Collected data:
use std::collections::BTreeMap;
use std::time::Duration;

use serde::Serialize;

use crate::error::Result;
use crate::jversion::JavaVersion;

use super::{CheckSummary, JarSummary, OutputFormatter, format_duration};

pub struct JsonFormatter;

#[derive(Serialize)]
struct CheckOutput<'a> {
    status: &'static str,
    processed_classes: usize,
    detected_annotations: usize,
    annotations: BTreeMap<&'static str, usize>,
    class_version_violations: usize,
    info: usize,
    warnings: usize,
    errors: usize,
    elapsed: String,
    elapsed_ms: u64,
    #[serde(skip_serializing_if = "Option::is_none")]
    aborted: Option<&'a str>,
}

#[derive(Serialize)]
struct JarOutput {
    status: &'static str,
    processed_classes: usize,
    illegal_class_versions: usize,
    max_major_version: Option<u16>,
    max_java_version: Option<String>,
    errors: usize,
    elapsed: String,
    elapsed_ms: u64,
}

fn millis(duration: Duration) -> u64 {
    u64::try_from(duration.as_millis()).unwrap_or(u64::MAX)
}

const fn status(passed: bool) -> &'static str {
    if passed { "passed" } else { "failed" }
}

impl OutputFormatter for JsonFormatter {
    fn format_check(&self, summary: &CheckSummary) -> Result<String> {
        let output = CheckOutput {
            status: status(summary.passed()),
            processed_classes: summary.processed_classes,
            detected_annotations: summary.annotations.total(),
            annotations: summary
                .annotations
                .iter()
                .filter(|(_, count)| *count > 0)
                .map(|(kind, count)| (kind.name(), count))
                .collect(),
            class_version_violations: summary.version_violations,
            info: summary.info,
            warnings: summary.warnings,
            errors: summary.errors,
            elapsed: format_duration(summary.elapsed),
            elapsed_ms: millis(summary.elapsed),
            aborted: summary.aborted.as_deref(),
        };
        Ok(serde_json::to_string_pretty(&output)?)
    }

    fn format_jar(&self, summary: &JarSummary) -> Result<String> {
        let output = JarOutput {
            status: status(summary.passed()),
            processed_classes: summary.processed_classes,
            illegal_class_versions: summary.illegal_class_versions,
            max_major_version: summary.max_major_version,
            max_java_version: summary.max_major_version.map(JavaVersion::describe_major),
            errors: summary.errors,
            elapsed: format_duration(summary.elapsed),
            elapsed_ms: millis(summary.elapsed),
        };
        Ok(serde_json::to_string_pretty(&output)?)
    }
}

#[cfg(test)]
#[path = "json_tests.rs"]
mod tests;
---
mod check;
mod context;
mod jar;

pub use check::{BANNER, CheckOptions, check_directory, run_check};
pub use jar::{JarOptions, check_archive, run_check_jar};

TRY IT — Using the entries above, state how many lines include the word "self", with no other words.

EXERCISE RESPONSE — 2